Les deux familles les plus abondantes en Languedoc, Hydrobiidés et Moitessie-riidés, très proches, s'opposent d'abord par leur régime à dominante respectivement végétarienne et Carnivore (nécro-phage).

La plupart des stations étudiées contiennent des espèces des deux groupes, les premières largement dominantes par le nombre d'individus. Le fort taux d'endémisme1! des espèces n'empêche pas cet équilibre d'exister, même si c'est avec des espèces différentes.

À l'extérieur, les Hydrobiidés vivent pour la plupart dans des eaux superficielles mais il existe des espèces vivant à des profondeurs assez importantes (-60 m dans le lac Léman). Sous terre, le groupe colonise des rivières de faciès variés, jusque très loin des exutoires. La présence d'espèces vivantes en abondance à faible profondeur tandis que, pour d'autres, on ne connaît que des coquilles vides au débouché de siphons laisse penser que plusieurs modes de vie coexistent. Trois types de localisation ont été identifiés :

alluvions diverses (argile, sable, graviers.. .) des ruisseaux actifs permanents ou temporaires avec réservoirs permanents (lacs, siphons...),
près de la surface de plans d'eau permanents (cailloux, parois, sable...),
en profondeur dans les lacs et siphons (alluvions argilo-sableuses).

Sur le plan alimentaire, deux ressources cohabitent pour les espèces végétariennes :

fragments végétaux entraînés par les eaux en profondeur et microorganismes qui se développent dessus (bactéries,champignons...),
microorganismes contenus dans les sédiments fins (boues, limons), ce qui explique sans doute l'abondance de certaines espèces dans de tels milieux.


Méthodes d'étude

Le premier travail est celui des spéléologues.
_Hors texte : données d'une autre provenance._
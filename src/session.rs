//! Agent assembly - wires configuration, knowledge, tools and a provider
//! into a ready-to-run `AgentLoop`

use crate::agent::{AgentLoop, CancelHandle, PromptBuilder, PromptOptions};
use crate::approval::AutoApproving;
use crate::config::{Config, PROJECT_CONFIG_PATH};
use crate::events::{EventSender, RunOutcome, TaskState};
use crate::knowledge::KnowledgeEngine;
use crate::provider::{LlmProvider, ProviderRegistry};
use crate::tool::{ToolContext, ToolHost, ToolRegistry};
use crate::tools::create_registry;
use anyhow::{Context, Result};
use std::path::{Path, PathBuf};
use std::sync::Arc;

/// The main MineAgent session
pub struct MineAgent {
    config: Config,
    workspace: PathBuf,
    engine: Arc<KnowledgeEngine>,
    registry: Arc<ToolRegistry>,
    providers: ProviderRegistry,
    provider: Arc<dyn LlmProvider>,
    prompts: PromptBuilder,
    phase_guidance: Option<String>,
    agent: AgentLoop,
}

impl MineAgent {
    /// Build a session for `workspace`, creating the provider from `config`
    pub fn new(
        config: Config,
        workspace: PathBuf,
        host: Arc<dyn ToolHost>,
        events: EventSender,
    ) -> Result<Self> {
        if config.provider.model.trim().is_empty() {
            anyhow::bail!(
                "No model configured for the {} backend: set provider.model in {} or pass --model",
                config.provider.backend.id(),
                PROJECT_CONFIG_PATH
            );
        }

        let providers = ProviderRegistry::new();
        let provider = providers
            .create(&config.provider)
            .with_context(|| format!("Failed to create {} provider", config.provider.backend.id()))?;
        Self::assemble(config, workspace, host, events, providers, provider)
    }

    /// Build a session around an existing provider
    pub fn with_provider(
        config: Config,
        workspace: PathBuf,
        host: Arc<dyn ToolHost>,
        events: EventSender,
        provider: Arc<dyn LlmProvider>,
    ) -> Result<Self> {
        Self::assemble(config, workspace, host, events, ProviderRegistry::new(), provider)
    }

    fn assemble(
        config: Config,
        workspace: PathBuf,
        host: Arc<dyn ToolHost>,
        events: EventSender,
        providers: ProviderRegistry,
        provider: Arc<dyn LlmProvider>,
    ) -> Result<Self> {
        let engine = Arc::new(KnowledgeEngine::load(config.knowledge_dir(&workspace)));

        let registry = Arc::new(
            create_registry(
                engine.clone(),
                &config.knowledge.target_version,
                config.knowledge.tool_results,
            )
            .context("Failed to register tools")?,
        );

        let host: Arc<dyn ToolHost> = if config.agent.auto_approve {
            Arc::new(AutoApproving::new(host))
        } else {
            host
        };
        let context = ToolContext::new(workspace.clone(), host).with_project_path(workspace.clone());

        let prompts = PromptBuilder::new(workspace.clone(), engine.clone())
            .with_target_version(config.knowledge.target_version.clone())
            .with_knowledge_results(config.knowledge.prompt_results)
            .with_tools(&registry);

        let agent = AgentLoop::new(
            provider.clone(),
            registry.clone(),
            context,
            prompts.build(&PromptOptions::default()),
            config.agent.clone(),
            events,
        );

        tracing::info!(
            workspace = %workspace.display(),
            backend = provider.id(),
            model = %config.provider.model,
            tools = registry.len(),
            documents = engine.len(),
            "Agent assembled"
        );

        Ok(Self {
            config,
            workspace,
            engine,
            registry,
            providers,
            provider,
            prompts,
            phase_guidance: None,
            agent,
        })
    }

    pub fn config(&self) -> &Config {
        &self.config
    }

    pub fn workspace(&self) -> &Path {
        &self.workspace
    }

    pub fn engine(&self) -> &Arc<KnowledgeEngine> {
        &self.engine
    }

    pub fn registry(&self) -> &Arc<ToolRegistry> {
        &self.registry
    }

    pub fn provider(&self) -> &Arc<dyn LlmProvider> {
        &self.provider
    }

    pub fn state(&self) -> TaskState {
        self.agent.state()
    }

    pub fn cancel_handle(&self) -> CancelHandle {
        self.agent.cancel_handle()
    }

    /// Guidance appended to the system prompt of the next conversation
    pub fn set_phase_guidance(&mut self, guidance: Option<String>) {
        self.phase_guidance = guidance;
    }

    /// Send a message. The first message of a conversation also decides
    /// which knowledge is injected into the system prompt.
    pub async fn send(&mut self, message: &str) -> RunOutcome {
        if self.agent.history_len() == 0 {
            let prompt = self.prompts.build(&PromptOptions {
                phase_guidance: self.phase_guidance.as_deref(),
                interaction_mode: self.config.agent.interaction_mode,
                user_message: Some(message),
            });
            self.agent.set_system_prompt(prompt);
        }
        self.agent.run(message).await
    }

    /// Forget the conversation; the next `send` starts fresh
    pub fn reset(&mut self) {
        self.agent.reset();
    }

    /// Re-read the knowledge directory, returning the document count
    pub fn reload_knowledge(&self) -> usize {
        self.engine.reload()
    }

    pub fn dispose(&self) {
        self.providers.dispose_all();
        self.provider.dispose();
        self.engine.dispose();
    }
}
Il faut prélever la plus grande quantité possible de sédiments qu'un peu d'expérience aide à choisir convenablement. Les coquilles vides, flottées, se concentrent avec les limons fins et les laisses de décantation sont d'excellents pièges. Les individus vivants et les coquilles non transportées sont plus fréquentes dans les sédiments mixtes, de granulométrie irrégulière. Il est important de ne pas se contenter d'un seul lieu de prélèvement, même favorable car un banc de gravillons peut contenir autre chose que le limon situé à côté. Les niveaux de décantation sur parois sont souvent fort riches.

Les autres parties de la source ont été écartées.